** Opening SUPPLIED DATA block **

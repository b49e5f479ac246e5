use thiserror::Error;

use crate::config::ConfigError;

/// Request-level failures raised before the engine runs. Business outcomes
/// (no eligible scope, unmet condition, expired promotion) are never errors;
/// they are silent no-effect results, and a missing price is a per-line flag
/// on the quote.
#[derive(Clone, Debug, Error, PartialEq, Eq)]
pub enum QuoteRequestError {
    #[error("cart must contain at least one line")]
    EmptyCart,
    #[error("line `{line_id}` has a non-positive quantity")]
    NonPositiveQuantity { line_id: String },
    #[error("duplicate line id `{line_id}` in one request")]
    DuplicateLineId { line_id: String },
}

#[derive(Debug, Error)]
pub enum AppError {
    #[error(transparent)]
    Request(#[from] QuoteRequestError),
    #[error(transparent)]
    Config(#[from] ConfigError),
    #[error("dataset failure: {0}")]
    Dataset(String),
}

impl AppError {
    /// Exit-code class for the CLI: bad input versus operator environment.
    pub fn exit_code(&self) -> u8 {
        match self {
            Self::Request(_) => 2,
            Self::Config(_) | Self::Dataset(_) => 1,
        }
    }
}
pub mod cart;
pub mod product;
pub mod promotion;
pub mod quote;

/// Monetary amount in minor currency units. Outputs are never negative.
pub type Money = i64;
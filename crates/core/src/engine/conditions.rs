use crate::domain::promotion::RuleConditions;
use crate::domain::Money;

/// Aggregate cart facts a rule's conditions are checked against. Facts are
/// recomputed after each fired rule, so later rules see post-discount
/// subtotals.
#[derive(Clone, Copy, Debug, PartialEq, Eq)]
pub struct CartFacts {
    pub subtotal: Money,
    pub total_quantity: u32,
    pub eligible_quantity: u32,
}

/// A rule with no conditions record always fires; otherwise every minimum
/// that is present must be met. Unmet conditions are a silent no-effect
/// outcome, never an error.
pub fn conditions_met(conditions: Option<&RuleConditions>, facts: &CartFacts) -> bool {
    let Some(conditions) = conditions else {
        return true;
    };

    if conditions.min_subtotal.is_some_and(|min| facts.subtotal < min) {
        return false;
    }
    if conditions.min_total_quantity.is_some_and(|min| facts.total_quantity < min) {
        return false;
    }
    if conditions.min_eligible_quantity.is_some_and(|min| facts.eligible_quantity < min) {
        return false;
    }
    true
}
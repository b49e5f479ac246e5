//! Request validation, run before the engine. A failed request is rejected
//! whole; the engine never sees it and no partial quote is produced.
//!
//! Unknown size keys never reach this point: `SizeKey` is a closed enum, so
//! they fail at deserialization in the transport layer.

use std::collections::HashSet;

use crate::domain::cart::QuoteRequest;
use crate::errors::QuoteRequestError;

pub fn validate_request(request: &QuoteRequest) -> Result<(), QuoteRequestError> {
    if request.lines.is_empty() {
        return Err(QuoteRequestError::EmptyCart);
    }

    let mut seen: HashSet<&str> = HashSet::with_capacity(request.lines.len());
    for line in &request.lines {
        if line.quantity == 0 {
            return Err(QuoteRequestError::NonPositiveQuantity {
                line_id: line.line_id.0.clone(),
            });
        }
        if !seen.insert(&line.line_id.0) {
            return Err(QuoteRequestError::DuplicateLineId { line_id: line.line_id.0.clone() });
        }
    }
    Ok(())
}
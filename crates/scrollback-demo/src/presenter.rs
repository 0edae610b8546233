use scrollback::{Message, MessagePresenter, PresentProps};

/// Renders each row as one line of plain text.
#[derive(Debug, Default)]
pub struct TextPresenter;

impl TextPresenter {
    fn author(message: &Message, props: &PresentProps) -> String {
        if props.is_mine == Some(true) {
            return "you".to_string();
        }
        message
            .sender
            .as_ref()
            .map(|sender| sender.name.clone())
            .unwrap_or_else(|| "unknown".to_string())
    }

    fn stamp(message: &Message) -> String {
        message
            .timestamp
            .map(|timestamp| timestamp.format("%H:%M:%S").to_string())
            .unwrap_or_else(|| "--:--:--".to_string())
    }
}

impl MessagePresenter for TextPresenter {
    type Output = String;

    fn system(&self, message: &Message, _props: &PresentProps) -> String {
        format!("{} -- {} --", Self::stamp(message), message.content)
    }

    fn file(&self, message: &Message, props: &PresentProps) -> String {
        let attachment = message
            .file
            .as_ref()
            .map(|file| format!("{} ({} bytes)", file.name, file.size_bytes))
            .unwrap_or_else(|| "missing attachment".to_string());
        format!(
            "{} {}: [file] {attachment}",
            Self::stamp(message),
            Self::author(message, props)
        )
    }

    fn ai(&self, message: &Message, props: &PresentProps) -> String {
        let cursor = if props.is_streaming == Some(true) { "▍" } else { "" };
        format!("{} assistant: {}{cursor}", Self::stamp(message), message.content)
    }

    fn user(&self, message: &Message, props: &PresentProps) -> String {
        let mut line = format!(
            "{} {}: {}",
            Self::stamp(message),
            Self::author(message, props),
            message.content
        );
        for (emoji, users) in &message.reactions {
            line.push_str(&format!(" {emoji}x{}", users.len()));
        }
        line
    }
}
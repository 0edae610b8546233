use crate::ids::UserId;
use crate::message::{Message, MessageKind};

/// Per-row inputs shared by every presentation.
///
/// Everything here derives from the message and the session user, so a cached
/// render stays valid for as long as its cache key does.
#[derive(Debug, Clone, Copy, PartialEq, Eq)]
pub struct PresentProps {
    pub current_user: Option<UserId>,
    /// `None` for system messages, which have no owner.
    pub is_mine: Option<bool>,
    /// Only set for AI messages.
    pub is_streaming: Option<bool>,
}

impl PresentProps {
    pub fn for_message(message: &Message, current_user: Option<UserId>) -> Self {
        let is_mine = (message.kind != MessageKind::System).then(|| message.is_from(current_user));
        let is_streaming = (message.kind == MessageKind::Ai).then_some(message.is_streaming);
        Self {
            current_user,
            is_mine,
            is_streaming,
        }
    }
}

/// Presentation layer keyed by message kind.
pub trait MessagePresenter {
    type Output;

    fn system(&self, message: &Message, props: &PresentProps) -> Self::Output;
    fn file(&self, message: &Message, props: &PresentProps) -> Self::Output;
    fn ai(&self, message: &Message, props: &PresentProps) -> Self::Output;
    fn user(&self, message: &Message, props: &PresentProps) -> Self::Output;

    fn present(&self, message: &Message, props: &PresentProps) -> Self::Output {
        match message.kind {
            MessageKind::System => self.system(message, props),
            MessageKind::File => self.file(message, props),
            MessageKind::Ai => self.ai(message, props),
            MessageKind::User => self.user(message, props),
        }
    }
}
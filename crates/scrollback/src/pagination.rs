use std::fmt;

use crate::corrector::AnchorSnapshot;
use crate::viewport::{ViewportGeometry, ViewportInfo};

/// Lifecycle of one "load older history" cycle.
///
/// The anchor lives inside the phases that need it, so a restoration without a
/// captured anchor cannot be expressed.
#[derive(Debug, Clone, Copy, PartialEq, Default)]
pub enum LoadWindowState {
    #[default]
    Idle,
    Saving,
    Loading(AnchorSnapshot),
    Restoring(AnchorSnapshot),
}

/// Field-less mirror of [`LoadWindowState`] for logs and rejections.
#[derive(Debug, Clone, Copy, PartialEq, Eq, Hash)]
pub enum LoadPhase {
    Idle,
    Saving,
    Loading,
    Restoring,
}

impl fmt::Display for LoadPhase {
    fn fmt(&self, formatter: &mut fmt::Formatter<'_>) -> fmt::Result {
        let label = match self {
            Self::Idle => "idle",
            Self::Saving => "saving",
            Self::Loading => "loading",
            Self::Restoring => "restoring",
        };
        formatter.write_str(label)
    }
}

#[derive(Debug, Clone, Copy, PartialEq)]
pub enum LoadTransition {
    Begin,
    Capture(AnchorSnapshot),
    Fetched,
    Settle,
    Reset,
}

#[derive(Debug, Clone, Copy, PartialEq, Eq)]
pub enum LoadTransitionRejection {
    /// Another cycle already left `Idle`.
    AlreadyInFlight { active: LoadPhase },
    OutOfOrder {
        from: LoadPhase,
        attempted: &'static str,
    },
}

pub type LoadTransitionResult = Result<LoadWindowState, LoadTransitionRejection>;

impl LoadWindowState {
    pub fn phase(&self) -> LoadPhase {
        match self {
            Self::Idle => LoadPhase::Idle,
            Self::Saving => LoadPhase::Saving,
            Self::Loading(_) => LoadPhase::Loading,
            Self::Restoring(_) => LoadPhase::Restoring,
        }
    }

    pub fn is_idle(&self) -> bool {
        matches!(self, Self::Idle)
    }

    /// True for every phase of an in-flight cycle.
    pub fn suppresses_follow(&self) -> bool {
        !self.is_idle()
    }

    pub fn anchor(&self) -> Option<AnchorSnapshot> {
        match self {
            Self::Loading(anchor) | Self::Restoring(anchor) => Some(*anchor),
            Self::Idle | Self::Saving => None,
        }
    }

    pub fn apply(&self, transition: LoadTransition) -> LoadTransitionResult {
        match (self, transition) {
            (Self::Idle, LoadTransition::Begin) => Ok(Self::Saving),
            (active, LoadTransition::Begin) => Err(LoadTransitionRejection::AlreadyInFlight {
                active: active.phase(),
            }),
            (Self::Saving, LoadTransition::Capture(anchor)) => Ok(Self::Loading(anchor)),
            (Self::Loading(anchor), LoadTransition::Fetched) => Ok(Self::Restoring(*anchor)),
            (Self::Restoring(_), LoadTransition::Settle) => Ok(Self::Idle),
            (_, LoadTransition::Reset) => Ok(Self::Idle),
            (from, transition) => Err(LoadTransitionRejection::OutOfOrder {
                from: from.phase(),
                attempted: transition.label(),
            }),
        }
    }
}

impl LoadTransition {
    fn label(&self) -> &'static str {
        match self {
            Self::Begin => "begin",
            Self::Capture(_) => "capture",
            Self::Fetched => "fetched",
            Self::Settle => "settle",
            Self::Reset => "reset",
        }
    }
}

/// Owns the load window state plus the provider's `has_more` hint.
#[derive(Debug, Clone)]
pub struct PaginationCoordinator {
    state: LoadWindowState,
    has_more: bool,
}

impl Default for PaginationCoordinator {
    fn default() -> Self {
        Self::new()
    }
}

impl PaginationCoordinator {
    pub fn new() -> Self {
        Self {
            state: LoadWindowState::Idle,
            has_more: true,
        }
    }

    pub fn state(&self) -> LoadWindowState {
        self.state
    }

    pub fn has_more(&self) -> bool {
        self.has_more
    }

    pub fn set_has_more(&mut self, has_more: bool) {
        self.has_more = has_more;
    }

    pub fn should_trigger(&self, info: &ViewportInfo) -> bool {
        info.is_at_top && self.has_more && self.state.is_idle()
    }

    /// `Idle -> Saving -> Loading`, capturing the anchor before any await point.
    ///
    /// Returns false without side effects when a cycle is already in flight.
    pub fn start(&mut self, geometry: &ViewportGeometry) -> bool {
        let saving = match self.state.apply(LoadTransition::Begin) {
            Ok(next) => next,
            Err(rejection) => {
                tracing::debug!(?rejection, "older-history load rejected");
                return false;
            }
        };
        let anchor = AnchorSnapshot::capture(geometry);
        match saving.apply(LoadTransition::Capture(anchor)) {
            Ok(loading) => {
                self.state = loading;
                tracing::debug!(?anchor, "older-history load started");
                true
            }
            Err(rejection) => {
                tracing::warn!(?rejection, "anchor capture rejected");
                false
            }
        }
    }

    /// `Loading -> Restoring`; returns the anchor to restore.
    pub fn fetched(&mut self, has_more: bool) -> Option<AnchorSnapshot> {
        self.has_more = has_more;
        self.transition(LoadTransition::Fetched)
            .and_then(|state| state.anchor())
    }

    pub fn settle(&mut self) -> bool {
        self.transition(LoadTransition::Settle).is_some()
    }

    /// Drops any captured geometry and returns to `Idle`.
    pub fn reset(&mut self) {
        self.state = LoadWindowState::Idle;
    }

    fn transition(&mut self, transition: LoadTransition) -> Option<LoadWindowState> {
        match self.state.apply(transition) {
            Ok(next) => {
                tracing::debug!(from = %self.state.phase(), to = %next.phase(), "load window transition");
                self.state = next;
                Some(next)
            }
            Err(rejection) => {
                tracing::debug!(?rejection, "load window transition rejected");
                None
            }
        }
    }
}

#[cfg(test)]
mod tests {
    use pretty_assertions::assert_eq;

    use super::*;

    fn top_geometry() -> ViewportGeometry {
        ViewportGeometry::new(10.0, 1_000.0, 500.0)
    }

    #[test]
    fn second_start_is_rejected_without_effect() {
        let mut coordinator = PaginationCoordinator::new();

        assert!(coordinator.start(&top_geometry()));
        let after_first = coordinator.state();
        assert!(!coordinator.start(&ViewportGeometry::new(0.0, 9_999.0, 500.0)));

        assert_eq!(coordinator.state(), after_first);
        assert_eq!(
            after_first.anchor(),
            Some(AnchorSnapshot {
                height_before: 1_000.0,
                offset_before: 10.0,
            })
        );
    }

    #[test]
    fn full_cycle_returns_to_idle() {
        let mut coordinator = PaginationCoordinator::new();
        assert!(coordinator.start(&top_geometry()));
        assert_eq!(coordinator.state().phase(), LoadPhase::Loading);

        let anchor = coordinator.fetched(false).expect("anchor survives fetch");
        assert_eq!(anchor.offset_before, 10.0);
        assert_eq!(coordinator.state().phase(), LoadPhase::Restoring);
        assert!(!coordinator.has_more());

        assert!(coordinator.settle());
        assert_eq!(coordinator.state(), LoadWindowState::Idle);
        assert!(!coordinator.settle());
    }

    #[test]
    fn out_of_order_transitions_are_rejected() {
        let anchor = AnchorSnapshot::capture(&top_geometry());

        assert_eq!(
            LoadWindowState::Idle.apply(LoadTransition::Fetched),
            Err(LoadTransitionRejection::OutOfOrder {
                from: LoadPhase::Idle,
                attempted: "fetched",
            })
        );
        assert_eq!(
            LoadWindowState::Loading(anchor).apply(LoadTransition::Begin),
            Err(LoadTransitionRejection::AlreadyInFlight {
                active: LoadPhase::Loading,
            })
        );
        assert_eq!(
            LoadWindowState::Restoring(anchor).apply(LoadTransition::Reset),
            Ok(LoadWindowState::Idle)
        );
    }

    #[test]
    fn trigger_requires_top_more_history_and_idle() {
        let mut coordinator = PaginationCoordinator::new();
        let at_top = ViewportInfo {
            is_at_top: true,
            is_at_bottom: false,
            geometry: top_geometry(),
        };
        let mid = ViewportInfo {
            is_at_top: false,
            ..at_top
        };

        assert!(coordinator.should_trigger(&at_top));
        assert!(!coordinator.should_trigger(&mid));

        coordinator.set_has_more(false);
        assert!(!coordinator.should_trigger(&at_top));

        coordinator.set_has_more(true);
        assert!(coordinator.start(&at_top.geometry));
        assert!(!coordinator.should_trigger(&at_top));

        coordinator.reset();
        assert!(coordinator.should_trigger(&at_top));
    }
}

** Closing SUPPLIED DATA block **

◆ **YOUR OBJECTIVE**: In the material above, locate the line containing "any await point." and the line containing "let saving = match". Transcribe exactly those two lines and every line between them, and nothing more.

◆ **EXERCISE SOLUTION**:
    /// `Idle -> Saving -> Loading`, capturing the anchor before any await point.
    ///
    /// Returns false without side effects when a cycle is already in flight.
    pub fn start(&mut self, geometry: &ViewportGeometry) -> bool {
        let saving = match self.state.apply(LoadTransition::Begin) {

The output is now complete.